Eine Frage des Gewissens
Landwirtschaft ist – im Großen wie im Kleinen – von Bullerbü-Idylle weit entfernt. Das sollten auch unsere Kinder und Kindeskinder wissen. Aus Bilderbüchern lernen sie es nicht. Aber dann, wenn wir sie an die Hand nehmen und mal rüberfahren zum Bauern und mit ihm reden, statt über ihn. Es ist an der Zeit, dass nicht nur die Verbraucher die Realität anerkennen. Und dass der Handel, der seinen wirtschaftlichen Gewinn mindestens ebenso liebt wie seine Lebensmittel, denen mit Anstand begegnet, die ihm das ermöglichen. Denn eines ist gewiss: Ewiges Wachstum wird nur erreicht, indem man andere ihrer Würde beraubt, sei es ein Mensch oder ein Tier.

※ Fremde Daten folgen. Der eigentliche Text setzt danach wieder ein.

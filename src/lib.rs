//! Procurement workflow API backed by a spreadsheet store.
//!
//! The only persistence layer is a remote spreadsheet behind a script
//! endpoint: reads return whole tab grids, writes are positional
//! form-encoded actions. Everything above that is mapping by fixed column
//! offsets, grouping by planning number, derived-quantity arithmetic, and
//! sequential mutation submission with retry.

pub mod aggregate;
pub mod calc;
pub mod config;
pub mod errors;
pub mod handlers;
pub mod models;
pub mod refresh;
pub mod schema;
pub mod services;
pub mod sheets;

use std::sync::Arc;

use axum::{routing::get, Router};
use tower_http::trace::TraceLayer;

use crate::config::AppConfig;
use crate::services::AppServices;

/// Shared handler state.
#[derive(Clone)]
pub struct AppState {
    pub config: Arc<AppConfig>,
    pub services: AppServices,
}

/// Builds the full application router: versioned API plus the health probe.
pub fn app_router(state: AppState) -> Router {
    Router::new()
        .route("/health", get(handlers::health::health_check))
        .nest("/api/v1", handlers::api_routes())
        .layer(TraceLayer::new_for_http())
        .with_state(state)
}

Ob global oder regional, Bio oder konventionell – alle Modelle werden sich daran messen lassen müssen, ob sie mit den Ressourcen so wirtschaften, dass das Wohl von Nutztieren und der Erhalt fruchtbarer Böden auf die nächsten Jahrhunderte hin garantiert werden kann. Wie nachhaltig ackern geht, weiß der gesunde Bauernverstand seit Jahrhunderten. Und das ist keine Frage des Glaubens, sondern eine Frage des Gewissens UND der Überzeugung.